WORK TASK: Give again the line that contains "self.ids.is_empty()" and every line after it to the end of the records. Keep them exactly as they are and add nothing.

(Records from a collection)
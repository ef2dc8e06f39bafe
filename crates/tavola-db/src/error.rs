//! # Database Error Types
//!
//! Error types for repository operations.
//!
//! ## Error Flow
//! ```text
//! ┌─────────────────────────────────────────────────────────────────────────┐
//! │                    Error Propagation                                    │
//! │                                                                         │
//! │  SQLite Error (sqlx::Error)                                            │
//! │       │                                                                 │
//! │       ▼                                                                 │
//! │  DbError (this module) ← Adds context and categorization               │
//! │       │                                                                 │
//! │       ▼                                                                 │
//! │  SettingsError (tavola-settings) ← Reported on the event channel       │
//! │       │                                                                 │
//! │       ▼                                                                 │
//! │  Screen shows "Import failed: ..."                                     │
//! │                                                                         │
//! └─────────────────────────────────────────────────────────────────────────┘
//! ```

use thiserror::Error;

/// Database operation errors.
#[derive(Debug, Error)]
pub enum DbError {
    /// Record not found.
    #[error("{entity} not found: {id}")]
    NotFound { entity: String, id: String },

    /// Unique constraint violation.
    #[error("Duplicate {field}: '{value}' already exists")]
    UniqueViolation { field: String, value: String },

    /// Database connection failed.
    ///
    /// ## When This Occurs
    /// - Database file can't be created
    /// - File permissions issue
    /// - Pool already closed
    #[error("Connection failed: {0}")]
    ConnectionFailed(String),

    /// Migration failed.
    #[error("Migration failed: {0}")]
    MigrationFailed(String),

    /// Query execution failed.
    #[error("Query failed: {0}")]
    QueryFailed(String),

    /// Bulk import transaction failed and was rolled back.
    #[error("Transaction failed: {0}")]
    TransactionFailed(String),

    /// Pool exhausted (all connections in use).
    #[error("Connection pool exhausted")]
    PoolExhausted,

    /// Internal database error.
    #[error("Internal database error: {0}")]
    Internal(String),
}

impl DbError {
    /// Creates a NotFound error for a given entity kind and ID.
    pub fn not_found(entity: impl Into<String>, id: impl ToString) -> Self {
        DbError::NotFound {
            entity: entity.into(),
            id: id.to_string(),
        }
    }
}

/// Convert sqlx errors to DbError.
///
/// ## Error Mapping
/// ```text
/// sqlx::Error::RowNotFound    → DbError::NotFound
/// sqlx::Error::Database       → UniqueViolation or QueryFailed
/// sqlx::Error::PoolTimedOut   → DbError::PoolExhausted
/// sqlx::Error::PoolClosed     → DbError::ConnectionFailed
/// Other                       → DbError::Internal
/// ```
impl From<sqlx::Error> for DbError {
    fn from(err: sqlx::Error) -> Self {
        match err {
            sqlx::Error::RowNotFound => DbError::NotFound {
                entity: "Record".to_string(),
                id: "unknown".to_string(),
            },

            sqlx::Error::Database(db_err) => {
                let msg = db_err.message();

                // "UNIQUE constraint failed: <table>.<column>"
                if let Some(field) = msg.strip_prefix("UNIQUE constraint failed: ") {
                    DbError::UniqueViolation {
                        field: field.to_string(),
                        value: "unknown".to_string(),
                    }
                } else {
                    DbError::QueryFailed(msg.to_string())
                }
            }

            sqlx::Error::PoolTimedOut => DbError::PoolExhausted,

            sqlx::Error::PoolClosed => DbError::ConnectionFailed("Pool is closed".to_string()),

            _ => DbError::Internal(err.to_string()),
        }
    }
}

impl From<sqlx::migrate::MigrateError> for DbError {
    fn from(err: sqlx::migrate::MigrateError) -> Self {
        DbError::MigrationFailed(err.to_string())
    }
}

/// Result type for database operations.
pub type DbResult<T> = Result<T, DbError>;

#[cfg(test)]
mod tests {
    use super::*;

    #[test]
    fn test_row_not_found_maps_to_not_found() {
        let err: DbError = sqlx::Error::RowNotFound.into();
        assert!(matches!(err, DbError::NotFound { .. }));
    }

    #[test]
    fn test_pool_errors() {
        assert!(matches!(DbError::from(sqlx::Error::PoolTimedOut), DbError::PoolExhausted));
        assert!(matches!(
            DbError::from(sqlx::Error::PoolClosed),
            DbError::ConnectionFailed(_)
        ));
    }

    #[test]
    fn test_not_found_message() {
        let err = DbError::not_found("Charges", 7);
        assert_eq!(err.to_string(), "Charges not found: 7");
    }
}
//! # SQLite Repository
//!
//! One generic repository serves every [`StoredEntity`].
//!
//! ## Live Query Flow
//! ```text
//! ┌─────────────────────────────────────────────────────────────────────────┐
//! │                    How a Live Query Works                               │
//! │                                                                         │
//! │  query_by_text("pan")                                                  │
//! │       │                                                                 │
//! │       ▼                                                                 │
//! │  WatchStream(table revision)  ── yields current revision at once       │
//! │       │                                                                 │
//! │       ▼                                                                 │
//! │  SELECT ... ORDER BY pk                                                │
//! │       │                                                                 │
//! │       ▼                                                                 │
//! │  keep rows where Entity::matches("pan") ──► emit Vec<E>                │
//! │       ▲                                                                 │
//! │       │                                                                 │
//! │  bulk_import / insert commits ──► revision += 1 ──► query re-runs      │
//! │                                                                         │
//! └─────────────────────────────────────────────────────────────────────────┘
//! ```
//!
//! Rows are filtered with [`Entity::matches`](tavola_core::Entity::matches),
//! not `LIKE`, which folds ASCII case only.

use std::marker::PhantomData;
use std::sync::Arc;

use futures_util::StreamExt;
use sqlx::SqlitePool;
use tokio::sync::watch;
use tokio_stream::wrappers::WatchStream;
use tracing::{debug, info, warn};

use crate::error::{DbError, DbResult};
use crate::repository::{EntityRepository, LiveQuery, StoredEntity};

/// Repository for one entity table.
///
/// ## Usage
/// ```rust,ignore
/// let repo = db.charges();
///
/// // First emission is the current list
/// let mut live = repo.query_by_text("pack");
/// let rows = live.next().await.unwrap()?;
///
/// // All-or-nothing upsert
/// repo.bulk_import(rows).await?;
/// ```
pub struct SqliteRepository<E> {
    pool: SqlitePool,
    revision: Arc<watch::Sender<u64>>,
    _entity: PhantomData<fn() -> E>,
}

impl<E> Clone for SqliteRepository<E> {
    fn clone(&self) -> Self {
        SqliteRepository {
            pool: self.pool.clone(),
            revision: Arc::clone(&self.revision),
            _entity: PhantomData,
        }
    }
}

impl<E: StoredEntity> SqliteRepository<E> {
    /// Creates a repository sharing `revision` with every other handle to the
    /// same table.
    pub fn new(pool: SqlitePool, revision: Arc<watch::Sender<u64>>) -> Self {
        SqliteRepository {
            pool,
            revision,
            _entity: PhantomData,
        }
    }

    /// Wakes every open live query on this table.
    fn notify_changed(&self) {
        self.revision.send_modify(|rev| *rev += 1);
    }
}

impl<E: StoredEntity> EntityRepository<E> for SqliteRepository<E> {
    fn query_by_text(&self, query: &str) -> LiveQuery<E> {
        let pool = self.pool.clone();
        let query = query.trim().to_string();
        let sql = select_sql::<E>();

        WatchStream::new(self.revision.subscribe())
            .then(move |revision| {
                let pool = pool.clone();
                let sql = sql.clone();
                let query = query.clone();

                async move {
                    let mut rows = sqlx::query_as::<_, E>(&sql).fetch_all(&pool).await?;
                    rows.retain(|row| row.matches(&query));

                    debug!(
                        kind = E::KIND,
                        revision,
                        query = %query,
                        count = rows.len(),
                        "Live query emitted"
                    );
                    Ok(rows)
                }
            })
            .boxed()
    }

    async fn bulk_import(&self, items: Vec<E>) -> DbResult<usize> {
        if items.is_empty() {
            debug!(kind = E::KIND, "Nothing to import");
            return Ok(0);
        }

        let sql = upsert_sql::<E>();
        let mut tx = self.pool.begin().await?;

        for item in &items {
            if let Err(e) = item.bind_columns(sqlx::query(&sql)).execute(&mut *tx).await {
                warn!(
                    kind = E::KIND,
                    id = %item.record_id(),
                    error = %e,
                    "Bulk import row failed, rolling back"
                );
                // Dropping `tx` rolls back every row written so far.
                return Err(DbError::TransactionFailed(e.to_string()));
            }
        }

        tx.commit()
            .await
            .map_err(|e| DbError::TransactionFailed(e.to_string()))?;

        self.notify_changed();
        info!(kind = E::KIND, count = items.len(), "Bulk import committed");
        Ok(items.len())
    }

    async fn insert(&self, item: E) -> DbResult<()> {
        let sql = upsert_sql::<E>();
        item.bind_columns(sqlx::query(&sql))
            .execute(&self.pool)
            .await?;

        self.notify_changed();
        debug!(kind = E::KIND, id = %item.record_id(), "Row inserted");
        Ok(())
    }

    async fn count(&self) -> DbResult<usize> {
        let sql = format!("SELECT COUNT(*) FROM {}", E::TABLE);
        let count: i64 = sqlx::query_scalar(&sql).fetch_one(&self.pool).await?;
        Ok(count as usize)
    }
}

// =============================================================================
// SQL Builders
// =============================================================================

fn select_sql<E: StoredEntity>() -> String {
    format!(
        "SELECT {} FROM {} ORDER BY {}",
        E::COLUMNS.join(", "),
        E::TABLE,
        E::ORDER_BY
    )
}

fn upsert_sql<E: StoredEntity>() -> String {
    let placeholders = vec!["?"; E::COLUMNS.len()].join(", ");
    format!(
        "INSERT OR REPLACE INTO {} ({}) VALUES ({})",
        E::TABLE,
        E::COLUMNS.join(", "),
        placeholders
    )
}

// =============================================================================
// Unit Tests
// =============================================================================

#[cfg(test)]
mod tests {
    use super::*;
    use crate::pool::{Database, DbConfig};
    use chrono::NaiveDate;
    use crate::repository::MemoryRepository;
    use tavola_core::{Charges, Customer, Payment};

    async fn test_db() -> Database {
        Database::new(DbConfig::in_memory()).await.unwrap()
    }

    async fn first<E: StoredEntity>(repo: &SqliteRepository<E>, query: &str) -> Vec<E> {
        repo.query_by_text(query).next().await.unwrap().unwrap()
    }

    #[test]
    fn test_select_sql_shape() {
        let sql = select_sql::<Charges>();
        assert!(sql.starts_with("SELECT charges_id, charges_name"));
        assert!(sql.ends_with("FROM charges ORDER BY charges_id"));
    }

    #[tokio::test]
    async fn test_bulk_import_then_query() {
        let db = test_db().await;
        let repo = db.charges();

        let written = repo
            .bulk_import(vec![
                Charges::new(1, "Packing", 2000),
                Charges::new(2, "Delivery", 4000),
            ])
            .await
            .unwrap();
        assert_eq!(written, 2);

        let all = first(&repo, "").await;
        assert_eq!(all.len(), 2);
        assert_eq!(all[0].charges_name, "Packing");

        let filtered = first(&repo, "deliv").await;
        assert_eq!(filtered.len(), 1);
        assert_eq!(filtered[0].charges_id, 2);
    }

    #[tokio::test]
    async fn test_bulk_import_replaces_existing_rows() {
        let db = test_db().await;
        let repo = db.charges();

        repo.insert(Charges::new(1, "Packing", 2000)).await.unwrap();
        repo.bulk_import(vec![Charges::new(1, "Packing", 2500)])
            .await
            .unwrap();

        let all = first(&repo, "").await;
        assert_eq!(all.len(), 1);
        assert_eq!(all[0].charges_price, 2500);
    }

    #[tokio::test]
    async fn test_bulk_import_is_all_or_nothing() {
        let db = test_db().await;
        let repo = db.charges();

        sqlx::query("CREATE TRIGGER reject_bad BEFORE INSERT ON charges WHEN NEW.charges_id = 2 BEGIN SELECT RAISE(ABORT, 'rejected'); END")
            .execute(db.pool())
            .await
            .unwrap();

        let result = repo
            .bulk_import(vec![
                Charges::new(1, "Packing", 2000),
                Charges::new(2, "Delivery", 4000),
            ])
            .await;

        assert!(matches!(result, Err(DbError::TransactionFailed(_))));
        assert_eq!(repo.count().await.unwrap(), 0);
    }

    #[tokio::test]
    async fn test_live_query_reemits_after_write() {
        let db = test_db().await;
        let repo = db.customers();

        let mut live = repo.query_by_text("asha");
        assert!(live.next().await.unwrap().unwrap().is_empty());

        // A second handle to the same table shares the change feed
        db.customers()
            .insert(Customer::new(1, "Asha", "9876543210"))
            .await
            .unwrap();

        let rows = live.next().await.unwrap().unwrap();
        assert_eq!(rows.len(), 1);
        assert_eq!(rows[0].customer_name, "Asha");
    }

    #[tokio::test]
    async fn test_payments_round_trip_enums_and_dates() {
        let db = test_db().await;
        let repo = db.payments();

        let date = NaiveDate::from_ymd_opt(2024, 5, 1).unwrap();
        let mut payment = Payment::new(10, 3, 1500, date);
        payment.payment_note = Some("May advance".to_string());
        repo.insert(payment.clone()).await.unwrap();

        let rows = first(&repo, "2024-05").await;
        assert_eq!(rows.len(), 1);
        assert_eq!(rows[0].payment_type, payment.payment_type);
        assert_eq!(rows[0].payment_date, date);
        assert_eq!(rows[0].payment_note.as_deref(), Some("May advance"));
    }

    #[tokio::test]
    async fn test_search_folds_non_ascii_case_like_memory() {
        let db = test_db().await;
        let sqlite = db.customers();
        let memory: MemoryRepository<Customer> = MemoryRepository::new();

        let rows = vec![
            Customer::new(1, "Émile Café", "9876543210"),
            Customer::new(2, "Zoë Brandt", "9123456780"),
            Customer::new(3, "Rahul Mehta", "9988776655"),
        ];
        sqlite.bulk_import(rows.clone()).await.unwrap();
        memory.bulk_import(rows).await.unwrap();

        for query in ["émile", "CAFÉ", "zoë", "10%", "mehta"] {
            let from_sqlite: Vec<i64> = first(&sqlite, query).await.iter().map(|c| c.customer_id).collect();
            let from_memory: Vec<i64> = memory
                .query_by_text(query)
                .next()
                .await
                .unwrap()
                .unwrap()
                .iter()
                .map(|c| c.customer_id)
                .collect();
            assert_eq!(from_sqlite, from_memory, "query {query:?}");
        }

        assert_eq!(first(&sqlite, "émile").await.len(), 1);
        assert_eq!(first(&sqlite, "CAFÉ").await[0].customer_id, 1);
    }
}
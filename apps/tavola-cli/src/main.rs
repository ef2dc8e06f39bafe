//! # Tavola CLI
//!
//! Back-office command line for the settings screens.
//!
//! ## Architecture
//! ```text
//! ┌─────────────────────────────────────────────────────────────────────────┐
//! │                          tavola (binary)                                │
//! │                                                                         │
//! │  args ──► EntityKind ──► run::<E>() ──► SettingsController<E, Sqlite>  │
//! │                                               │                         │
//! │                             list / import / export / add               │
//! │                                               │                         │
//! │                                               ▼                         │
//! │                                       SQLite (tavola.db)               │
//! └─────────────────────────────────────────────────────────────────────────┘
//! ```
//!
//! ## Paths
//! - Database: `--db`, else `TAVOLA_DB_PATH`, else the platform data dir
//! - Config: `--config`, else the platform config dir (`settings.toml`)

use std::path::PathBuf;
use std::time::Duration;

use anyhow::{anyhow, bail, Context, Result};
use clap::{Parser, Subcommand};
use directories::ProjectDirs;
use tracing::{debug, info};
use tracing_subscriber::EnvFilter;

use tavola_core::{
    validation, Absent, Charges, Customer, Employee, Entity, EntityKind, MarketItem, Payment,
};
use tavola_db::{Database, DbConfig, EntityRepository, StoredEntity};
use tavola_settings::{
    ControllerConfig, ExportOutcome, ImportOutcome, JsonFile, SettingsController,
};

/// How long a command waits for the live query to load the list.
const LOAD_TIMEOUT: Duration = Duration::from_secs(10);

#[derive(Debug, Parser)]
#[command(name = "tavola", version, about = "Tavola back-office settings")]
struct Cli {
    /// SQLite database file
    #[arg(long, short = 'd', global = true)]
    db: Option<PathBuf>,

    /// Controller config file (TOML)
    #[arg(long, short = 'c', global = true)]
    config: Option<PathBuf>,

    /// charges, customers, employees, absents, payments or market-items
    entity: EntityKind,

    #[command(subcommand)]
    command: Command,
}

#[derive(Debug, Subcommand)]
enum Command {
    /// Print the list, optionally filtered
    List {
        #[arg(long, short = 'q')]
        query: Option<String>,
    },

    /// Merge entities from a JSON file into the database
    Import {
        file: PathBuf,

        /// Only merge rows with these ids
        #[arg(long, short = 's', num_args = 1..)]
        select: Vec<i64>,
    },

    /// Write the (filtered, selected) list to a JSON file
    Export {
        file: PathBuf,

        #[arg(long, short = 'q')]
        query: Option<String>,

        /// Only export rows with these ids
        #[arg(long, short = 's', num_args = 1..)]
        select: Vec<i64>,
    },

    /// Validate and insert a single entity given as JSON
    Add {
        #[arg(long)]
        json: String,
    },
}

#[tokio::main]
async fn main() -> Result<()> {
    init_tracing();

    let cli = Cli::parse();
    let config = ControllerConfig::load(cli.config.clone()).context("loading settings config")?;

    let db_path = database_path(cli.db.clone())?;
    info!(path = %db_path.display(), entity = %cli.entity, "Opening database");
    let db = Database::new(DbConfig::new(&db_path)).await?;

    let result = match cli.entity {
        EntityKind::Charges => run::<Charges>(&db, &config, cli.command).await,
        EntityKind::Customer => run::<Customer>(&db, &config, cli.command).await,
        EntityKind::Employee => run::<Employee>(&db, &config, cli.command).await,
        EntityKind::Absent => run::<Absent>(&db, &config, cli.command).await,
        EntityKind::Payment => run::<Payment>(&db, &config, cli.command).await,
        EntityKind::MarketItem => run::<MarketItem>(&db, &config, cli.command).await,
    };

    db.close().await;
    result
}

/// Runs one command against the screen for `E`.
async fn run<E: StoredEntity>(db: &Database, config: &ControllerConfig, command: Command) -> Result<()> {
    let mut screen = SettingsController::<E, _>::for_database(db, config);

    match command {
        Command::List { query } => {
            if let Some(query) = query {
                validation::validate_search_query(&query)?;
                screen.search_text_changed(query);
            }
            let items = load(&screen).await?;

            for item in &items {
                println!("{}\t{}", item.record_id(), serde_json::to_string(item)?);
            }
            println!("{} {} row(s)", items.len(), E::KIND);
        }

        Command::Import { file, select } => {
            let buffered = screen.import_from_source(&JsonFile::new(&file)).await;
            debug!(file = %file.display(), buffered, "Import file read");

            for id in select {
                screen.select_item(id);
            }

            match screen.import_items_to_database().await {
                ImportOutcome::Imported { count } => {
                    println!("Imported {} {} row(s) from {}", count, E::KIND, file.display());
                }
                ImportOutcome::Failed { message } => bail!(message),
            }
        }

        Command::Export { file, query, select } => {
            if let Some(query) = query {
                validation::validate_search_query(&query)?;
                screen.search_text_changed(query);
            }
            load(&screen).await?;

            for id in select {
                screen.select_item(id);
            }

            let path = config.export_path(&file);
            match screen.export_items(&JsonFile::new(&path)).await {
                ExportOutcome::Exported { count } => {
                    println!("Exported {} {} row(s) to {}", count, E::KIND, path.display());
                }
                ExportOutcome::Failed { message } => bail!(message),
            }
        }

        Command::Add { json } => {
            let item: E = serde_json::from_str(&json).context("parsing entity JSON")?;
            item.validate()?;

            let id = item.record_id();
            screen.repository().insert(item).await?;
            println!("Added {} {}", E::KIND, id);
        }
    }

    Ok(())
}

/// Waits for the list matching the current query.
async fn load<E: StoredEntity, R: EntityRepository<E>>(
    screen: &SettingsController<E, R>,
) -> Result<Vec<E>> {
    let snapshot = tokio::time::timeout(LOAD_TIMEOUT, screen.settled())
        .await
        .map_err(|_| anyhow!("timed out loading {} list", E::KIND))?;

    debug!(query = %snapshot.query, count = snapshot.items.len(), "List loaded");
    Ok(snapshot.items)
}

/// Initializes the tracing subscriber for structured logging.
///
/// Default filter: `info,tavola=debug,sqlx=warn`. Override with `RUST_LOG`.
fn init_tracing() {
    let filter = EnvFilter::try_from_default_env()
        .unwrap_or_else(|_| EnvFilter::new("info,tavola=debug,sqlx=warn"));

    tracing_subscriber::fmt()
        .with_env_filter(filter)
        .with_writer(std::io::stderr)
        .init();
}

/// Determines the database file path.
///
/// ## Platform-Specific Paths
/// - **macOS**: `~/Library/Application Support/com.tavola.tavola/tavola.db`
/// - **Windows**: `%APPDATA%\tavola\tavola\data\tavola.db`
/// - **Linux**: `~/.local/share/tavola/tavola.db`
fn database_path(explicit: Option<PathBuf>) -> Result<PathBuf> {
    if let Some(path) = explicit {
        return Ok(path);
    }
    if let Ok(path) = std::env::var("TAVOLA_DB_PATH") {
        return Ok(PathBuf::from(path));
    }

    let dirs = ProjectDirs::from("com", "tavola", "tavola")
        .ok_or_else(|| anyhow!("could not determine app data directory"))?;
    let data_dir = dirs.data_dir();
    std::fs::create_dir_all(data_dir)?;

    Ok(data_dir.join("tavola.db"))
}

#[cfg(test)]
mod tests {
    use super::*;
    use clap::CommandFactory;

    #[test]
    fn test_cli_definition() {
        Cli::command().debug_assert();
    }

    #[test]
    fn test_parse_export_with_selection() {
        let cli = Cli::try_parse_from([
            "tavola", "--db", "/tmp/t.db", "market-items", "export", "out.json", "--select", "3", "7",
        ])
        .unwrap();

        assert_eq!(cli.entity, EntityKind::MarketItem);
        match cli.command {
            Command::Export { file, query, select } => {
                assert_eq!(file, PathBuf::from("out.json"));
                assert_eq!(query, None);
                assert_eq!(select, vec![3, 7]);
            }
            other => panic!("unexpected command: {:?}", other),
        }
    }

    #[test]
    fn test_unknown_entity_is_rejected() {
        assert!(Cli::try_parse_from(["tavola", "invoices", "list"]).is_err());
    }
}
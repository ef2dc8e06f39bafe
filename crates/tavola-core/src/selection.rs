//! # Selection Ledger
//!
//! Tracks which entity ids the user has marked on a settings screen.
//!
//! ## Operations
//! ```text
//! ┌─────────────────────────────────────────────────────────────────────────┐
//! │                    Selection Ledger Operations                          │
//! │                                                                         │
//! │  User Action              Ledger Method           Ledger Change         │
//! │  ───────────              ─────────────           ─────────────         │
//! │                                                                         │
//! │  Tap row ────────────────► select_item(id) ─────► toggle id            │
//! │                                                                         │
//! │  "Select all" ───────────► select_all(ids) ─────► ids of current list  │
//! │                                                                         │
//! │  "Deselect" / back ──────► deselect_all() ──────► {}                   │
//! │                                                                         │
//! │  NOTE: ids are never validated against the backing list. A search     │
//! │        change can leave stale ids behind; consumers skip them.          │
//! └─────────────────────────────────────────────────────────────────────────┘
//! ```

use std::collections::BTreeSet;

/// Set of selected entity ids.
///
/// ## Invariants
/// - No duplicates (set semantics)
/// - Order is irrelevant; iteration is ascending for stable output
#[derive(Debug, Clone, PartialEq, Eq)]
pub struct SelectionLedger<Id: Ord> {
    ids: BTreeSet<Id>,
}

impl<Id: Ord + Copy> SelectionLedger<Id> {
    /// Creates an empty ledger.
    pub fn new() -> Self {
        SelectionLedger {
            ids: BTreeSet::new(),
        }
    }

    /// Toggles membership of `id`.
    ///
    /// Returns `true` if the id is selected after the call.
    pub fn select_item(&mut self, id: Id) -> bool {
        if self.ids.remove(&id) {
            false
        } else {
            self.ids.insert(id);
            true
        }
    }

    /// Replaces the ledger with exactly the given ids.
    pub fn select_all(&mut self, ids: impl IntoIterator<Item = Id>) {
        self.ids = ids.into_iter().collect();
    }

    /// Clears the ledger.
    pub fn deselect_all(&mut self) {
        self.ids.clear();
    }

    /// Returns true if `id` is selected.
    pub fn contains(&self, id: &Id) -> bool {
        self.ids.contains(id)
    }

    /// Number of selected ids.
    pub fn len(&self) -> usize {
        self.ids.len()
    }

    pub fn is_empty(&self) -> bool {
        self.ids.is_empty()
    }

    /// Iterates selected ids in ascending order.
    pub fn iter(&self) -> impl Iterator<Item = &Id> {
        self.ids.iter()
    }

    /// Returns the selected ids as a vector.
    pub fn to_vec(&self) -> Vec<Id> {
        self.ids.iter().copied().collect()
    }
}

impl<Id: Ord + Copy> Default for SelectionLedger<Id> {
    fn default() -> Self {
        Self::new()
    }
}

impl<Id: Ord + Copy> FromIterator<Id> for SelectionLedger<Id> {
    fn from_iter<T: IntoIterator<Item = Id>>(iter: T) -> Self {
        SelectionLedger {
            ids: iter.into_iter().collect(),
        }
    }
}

FINAL ANSWER:
        self.ids.is_empty()
    }

    /// Iterates selected ids in ascending order.
    pub fn iter(&self) -> impl Iterator<Item = &Id> {
        self.ids.iter()
    }

    /// Returns the selected ids as a vector.
    pub fn to_vec(&self) -> Vec<Id> {
        self.ids.iter().copied().collect()
    }
}

impl<Id: Ord + Copy> Default for SelectionLedger<Id> {
    fn default() -> Self {
        Self::new()
    }
}

impl<Id: Ord + Copy> FromIterator<Id> for SelectionLedger<Id> {
    fn from_iter<T: IntoIterator<Item = Id>>(iter: T) -> Self {
        SelectionLedger {
            ids: iter.into_iter().collect(),
        }
    }
}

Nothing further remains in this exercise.